Feel free to refer back here, as you may make this mistake in the future.

## From Matrices to Tensors: The Need for Batches:
---

The example that we had just performed forward pass and backpropagation on was for but one sample in our dataset. For the following, we can model our neural network again, to show you what I mean:

In [None]:
nn_vis = NeuralNetworkVisualization(batchSize=1, nodes_per_layer=[2,2,4,3,3],bias=True)

**Tip:** For this model, drag with your cursor to see a 3d view.

You can see we have 2 inputs, and then 3 possible categories to choose from. This is all for one sample in a dataset that may contain millions. We essentially performed **stochastic gradient descent.** The intuition is that every single sample individually, then use that to step in the direction of the local minima. This is called stochastic gradient descent. Meanwhile, normal gradient descent is when you compute the gradient with to EVERY SINGLE SAMPLE AT THE SAME TIME, then averaging them. For a dataset with a million datapoints, and neural networks with 100+ nodes per layer, you see how inefficient this becomes (you'd brick your computer!). 

However, something to note is that every sample might deviate a little bit from its idealistic prediction. This introduces noise when performing gradient descent, and as a result we do not travel directly into the local minima. Let's look at the following example:

In [None]:
sim = GradientDescentSimulator(learning_rate=10, title="Stochastic Gradient Descent",max_iter=20,noise_level=.05,random_seed=99)
sim.fig.show()

You see the issue here? There is a lot of noise when we are trying to compute the gradient, since one sample, while it can roughly approximate the gradient for every batch, will add noise to every step. We then "deviate a little bit", so that we can never reach the bottom of the local minima. So how do we solve this problem?
### Solution: batched gradient descent (hyperparameter 2)

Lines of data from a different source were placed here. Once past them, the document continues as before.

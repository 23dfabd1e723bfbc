//! Single-track vehicle kinematics
//!
//! One integration step per tick: the maneuver's displacement moves the
//! pivot along the current heading, the steering wheel saturates at its
//! lock angle, and the heading turns by the single-track relation
//! `Δh = (|v| / wheelbase) · tan(steering)`.

use glam::Vec2;
use serde::{Deserialize, Serialize};

use super::action::Action;
use crate::consts::{MAX_STEER_ANGLE, WHEELBASE};
use crate::wrap_angle;

/// Vehicle pose: pivot position, heading, and wheel state
#[derive(Debug, Clone, Copy, PartialEq, Serialize, Deserialize)]
pub struct Pose {
    pub x: f32,
    pub y: f32,
    /// Heading in radians, kept in [0, 2π)
    pub heading: f32,
    /// Displacement applied on the last tick (informational, not momentum)
    pub speed: f32,
    /// Steering-wheel angle, clamped to ±`MAX_STEER_ANGLE`
    pub steering: f32,
}

impl Pose {
    pub fn new(x: f32, y: f32, heading: f32) -> Self {
        Self {
            x,
            y,
            heading: wrap_angle(heading),
            speed: 0.0,
            steering: 0.0,
        }
    }

    #[inline]
    pub fn position(&self) -> Vec2 {
        Vec2::new(self.x, self.y)
    }
}

/// Advance a pose by one tick of the given maneuver.
///
/// Displacement uses the heading before the turn is applied, and the wheel
/// clamps symmetrically at both lock angles.
pub fn advance(pose: Pose, action: Action) -> Pose {
    let (v, steer_delta) = action.deltas();
    let steering = (pose.steering + steer_delta).clamp(-MAX_STEER_ANGLE, MAX_STEER_ANGLE);
    let heading = wrap_angle(pose.heading + (v.abs() / WHEELBASE) * steering.tan());
    Pose {
        x: pose.x + v * pose.heading.cos(),
        y: pose.y + v * pose.heading.sin(),
        heading,
        speed: v,
        steering,
    }
}
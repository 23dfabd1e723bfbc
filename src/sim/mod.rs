//! Deterministic parking simulation
//!
//! - `geometry`: oriented rectangles and the separating-axis overlap test
//! - `action`: the discrete maneuver set
//! - `kinematics`: single-track pose integration
//! - `lot`: static lot geometry and collision queries
//! - `stage`: pose discretization and goal-stage tracking
//! - `episode`: outcomes, the episode clock and cumulative counters
//! - `env`: the environment facade agents drive

pub mod action;
pub mod env;
pub mod episode;
pub mod geometry;
pub mod kinematics;
pub mod lot;
pub mod stage;

pub use action::Action;
pub use env::ParkingEnv;
pub use episode::{Outcome, Statistics};
pub use geometry::{Aabb, OrientedRect, intersects};
pub use kinematics::{Pose, advance};
pub use lot::Lot;
pub use stage::{QuantizedPose, Region};
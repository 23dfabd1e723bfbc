//! Static lot geometry: boundary wall, parked obstacles and goal zones
//!
//! The wall is a hollow frame, not a solid body: a vehicle fully inside the
//! interior is clear of it, and contact with the boundary line counts as a
//! hit. All of this is immutable for the lifetime of a session.

use glam::Vec2;
use serde::{Deserialize, Serialize};

use super::geometry::{Aabb, OrientedRect, intersects};
use crate::consts::*;
use crate::error::EnvError;

/// A stage-two sub-goal: a fine-grid cell plus a required heading sector
#[derive(Debug, Clone, Copy, Serialize, Deserialize)]
pub struct StageTwoZone {
    pub bounds: Aabb,
    pub sector: i32,
}

/// Immutable geometry for one session
#[derive(Debug, Clone)]
pub struct Lot {
    /// Full wall outline, for renderers
    pub wall_rect: OrientedRect,
    /// Interior of the lot; the drivable area
    pub wall_bounds: Aabb,
    /// The four frame segments the wall contact test runs against
    frame: [OrientedRect; 4],
    pub obstacles: [OrientedRect; 2],
    obstacle_centers: [Vec2; 2],
    /// Pivot-to-obstacle-center distance beyond which no contact is
    /// possible; the distance pre-check may only skip work below this
    obstacle_clearance: f32,
    pub terminal: Aabb,
    pub stage_one: Aabb,
    pub stage_two: [StageTwoZone; 4],
    pub destination: Vec2,
    /// Region spawn poses are sampled from when random starts are enabled
    pub start_region: Aabb,
}

fn checked_dims(what: &str, length: f32, width: f32) -> Result<(), EnvError> {
    if length <= 0.0 || width <= 0.0 {
        return Err(EnvError::InvalidGeometry(format!(
            "{what} must have positive extent, got {length} x {width}"
        )));
    }
    Ok(())
}

impl Lot {
    pub fn new() -> Result<Self, EnvError> {
        checked_dims("wall", WALL_LENGTH, WALL_WIDTH)?;
        checked_dims("obstacle", OBSTACLE_LENGTH, OBSTACLE_WIDTH)?;
        checked_dims("vehicle", CAR_LENGTH, CAR_WIDTH)?;

        let wall_rect = OrientedRect::from_pose(WALL_CENTER, WALL_LENGTH, WALL_WIDTH, 0.0);
        let wall_bounds = Aabb::around(WALL_CENTER, WALL_LENGTH / 2.0, WALL_WIDTH / 2.0);

        // Frame segments hug the interior from the outside, with corners
        // extended so the band is closed all the way around.
        let t = WALL_FRAME_THICKNESS;
        let cx = WALL_CENTER.x;
        let cy = WALL_CENTER.y;
        let frame = [
            OrientedRect::from_pose(
                Vec2::new(wall_bounds.x_min - t / 2.0, cy),
                t,
                WALL_WIDTH + 2.0 * t,
                0.0,
            ),
            OrientedRect::from_pose(
                Vec2::new(wall_bounds.x_max + t / 2.0, cy),
                t,
                WALL_WIDTH + 2.0 * t,
                0.0,
            ),
            OrientedRect::from_pose(
                Vec2::new(cx, wall_bounds.y_min - t / 2.0),
                WALL_LENGTH + 2.0 * t,
                t,
                0.0,
            ),
            OrientedRect::from_pose(
                Vec2::new(cx, wall_bounds.y_max + t / 2.0),
                WALL_LENGTH + 2.0 * t,
                t,
                0.0,
            ),
        ];

        let obstacles = OBSTACLE_CENTERS
            .map(|c| OrientedRect::from_pose(c, OBSTACLE_LENGTH, OBSTACLE_WIDTH, 0.0));

        // Worst-case reach of any vehicle corner from its pivot, plus the
        // obstacle's own bounding radius
        let vehicle = OrientedRect::from_pose(Vec2::ZERO, CAR_LENGTH, CAR_WIDTH, 0.0);
        let vehicle_reach = vehicle
            .vertices()
            .iter()
            .map(|v| v.length())
            .fold(0.0, f32::max);
        let obstacle_clearance = vehicle_reach + obstacles[0].bounding_radius();

        let terminal = Aabb::around(DESTINATION, TERMINAL_HALF_EXTENT, TERMINAL_HALF_EXTENT);
        let stage_one = Aabb::new(-1.75, 1.75, -3.15, -0.85);
        let sub = |x: f32, y: f32, sector: i32| StageTwoZone {
            bounds: Aabb::around(Vec2::new(x, y), 0.049, 0.049),
            sector,
        };
        let stage_two = [
            sub(0.8, -1.4, 0),
            sub(-0.8, -1.4, 8),
            sub(-0.8, -2.6, 8),
            sub(0.8, -2.6, 0),
        ];

        let start_region = Aabb::new(
            wall_bounds.x_min + CAR_LENGTH,
            wall_bounds.x_max - CAR_LENGTH,
            wall_bounds.y_min + CAR_LENGTH,
            wall_bounds.y_max - CAR_LENGTH,
        );

        for (name, zone) in [("terminal", terminal), ("stage one", stage_one)] {
            if zone.is_degenerate() {
                return Err(EnvError::InvalidGeometry(format!(
                    "{name} zone has no interior"
                )));
            }
        }
        if stage_two.iter().any(|z| z.bounds.is_degenerate()) {
            return Err(EnvError::InvalidGeometry(
                "stage-two zone has no interior".into(),
            ));
        }

        Ok(Self {
            wall_rect,
            wall_bounds,
            frame,
            obstacles,
            obstacle_centers: OBSTACLE_CENTERS,
            obstacle_clearance,
            terminal,
            stage_one,
            stage_two,
            destination: DESTINATION,
            start_region,
        })
    }

    /// True when the vehicle touches the wall frame or its pivot has left
    /// the lot interior. Being fully inside the interior is not a hit.
    pub fn hits_wall(&self, vehicle: &OrientedRect, pivot: Vec2) -> bool {
        if !self.wall_bounds.contains(pivot) {
            return true;
        }
        self.frame.iter().any(|edge| intersects(vehicle, edge))
    }

    /// True when the vehicle overlaps either parked car. The distance
    /// pre-check can only rule a pair out, never rule one in.
    pub fn hits_obstacles(&self, vehicle: &OrientedRect, pivot: Vec2) -> bool {
        self.obstacles
            .iter()
            .zip(self.obstacle_centers)
            .any(|(rect, center)| {
                pivot.distance(center) <= self.obstacle_clearance && intersects(vehicle, rect)
            })
    }
}

#[cfg(test)]
mod tests {
    use super::*;

    fn vehicle_at(x: f32, y: f32, heading: f32) -> OrientedRect {
        OrientedRect::from_pose(Vec2::new(x, y), CAR_LENGTH, CAR_WIDTH, heading)
    }

    #[test]
    fn test_vehicle_inside_lot_clears_wall() {
        let lot = Lot::new().unwrap();
        let vehicle = vehicle_at(0.0, 0.0, 0.0);
        assert!(!lot.hits_wall(&vehicle, Vec2::ZERO));
    }

    #[test]
    fn test_vehicle_poking_past_boundary_hits_wall() {
        let lot = Lot::new().unwrap();
        // Pivot inside, but the nose reaches past x = 7.5
        let vehicle = vehicle_at(6.0, -2.0, 0.0);
        assert!(lot.hits_wall(&vehicle, Vec2::new(6.0, -2.0)));
    }

    #[test]
    fn test_pivot_outside_interior_hits_wall() {
        let lot = Lot::new().unwrap();
        let vehicle = vehicle_at(8.5, 0.0, std::f32::consts::PI);
        assert!(lot.hits_wall(&vehicle, Vec2::new(8.5, 0.0)));
    }

    #[test]
    fn test_pivot_on_boundary_counts_as_out() {
        let lot = Lot::new().unwrap();
        let pivot = Vec2::new(lot.wall_bounds.x_max, 0.0);
        let vehicle = vehicle_at(pivot.x, pivot.y, std::f32::consts::PI);
        assert!(lot.hits_wall(&vehicle, pivot));
    }

    #[test]
    fn test_spawn_pose_clears_obstacles() {
        let lot = Lot::new().unwrap();
        let vehicle = vehicle_at(START_POSITION.x, START_POSITION.y, START_HEADING);
        assert!(!lot.hits_obstacles(&vehicle, START_POSITION));
        assert!(!lot.hits_wall(&vehicle, START_POSITION));
    }

    #[test]
    fn test_vehicle_overlapping_parked_car_detected() {
        let lot = Lot::new().unwrap();
        let vehicle = vehicle_at(-4.65, 0.0, 0.0);
        assert!(lot.hits_obstacles(&vehicle, Vec2::new(-4.65, 0.0)));
    }

    #[test]
    fn test_nose_reaching_into_parked_car_detected() {
        // Pivot well clear of the obstacle but the long nose crosses its
        // edge; the distance pre-check must not skip this pair
        let lot = Lot::new().unwrap();
        let vehicle = vehicle_at(-0.5, 0.0, 0.0);
        assert!(lot.hits_obstacles(&vehicle, Vec2::new(-0.5, 0.0)));
    }

    #[test]
    fn test_channel_is_drivable_heading_down() {
        // Nose-down between the two parked cars: the only way in
        let lot = Lot::new().unwrap();
        let heading = 3.0 * std::f32::consts::FRAC_PI_2;
        let vehicle = vehicle_at(0.0, 0.0, heading);
        assert!(!lot.hits_obstacles(&vehicle, Vec2::ZERO));
        assert!(!lot.hits_wall(&vehicle, Vec2::ZERO));
    }

    #[test]
    fn test_terminal_zone_is_strict() {
        let lot = Lot::new().unwrap();
        assert!(lot.terminal.contains(Vec2::new(0.1, -0.1)));
        assert!(!lot.terminal.contains(Vec2::new(0.25, 0.0)));
        assert!(!lot.terminal.contains(Vec2::new(0.0, -0.25)));
    }

    #[test]
    fn test_stage_two_zones_sit_on_the_fine_grid() {
        let lot = Lot::new().unwrap();
        for zone in &lot.stage_two {
            let cx = (zone.bounds.x_min + zone.bounds.x_max) / 2.0;
            let cy = (zone.bounds.y_min + zone.bounds.y_max) / 2.0;
            // Each center is a multiple of the fine grid pitch
            assert!((cx / FINE_GRID - (cx / FINE_GRID).round()).abs() < 1e-4);
            assert!((cy / FINE_GRID - (cy / FINE_GRID).round()).abs() < 1e-4);
        }
    }
}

Let's calculate maybe only 10 samples at the same time, average them, and then update the weights accordingly. We can build a neural network that looks like this:

In [None]:
nn_vis = NeuralNetworkVisualization(batchSize=10, nodes_per_layer=[2,2,4,3,3],bias=True)

You see how now, we can input 10 samples of our 2 feature dataset at a time? We then average them, and then compute the gradients with respect to the batch. We essentially have 10 neural networks running in parallel, which we will call a "slice" for the purpose of this demonstration.

Let's let $W$ denote all of the weights and biases for every layer in a neural network "slice".

 **Here, the values for $W$ will be the same for every single slice**. However, when we compute the gradients $\nabla W$, notice that all of the samples are different across slices, and so each "slice" will have a different gradient for their layers of weights and biases. So across all of the batches, **we average $\nabla W$**, so that we only have one set of weights for our batched neural network. We use this as our new gradient to update the weights with respect to the first layer. Then, these new weights for the first layer are all used to "update" the weights for all the other layers, so that the weights and biases for every neural network slice match again. Look what happens when we do this:


In [None]:
sim = GradientDescentSimulator(learning_rate=10, title="Batched Gradient Descent",max_iter=100,noise_level=.01,tolerance=.1,random_seed=99)
sim.fig.show()

We still have a little noise, but the convergence is much better, and we can process our dataset much quicker. In practice, these "tensors" are how computers actually operate neural networks. Whenever you talk about specifying a batch size, this is generally what you are doing. Please note that each dataset might need different batch sizes based on their size. For example a dataset of 100 samples may not need batches, while a dataset of 1 million samples definitely will. Play around with it and see what gives you the best convergence for your dataset.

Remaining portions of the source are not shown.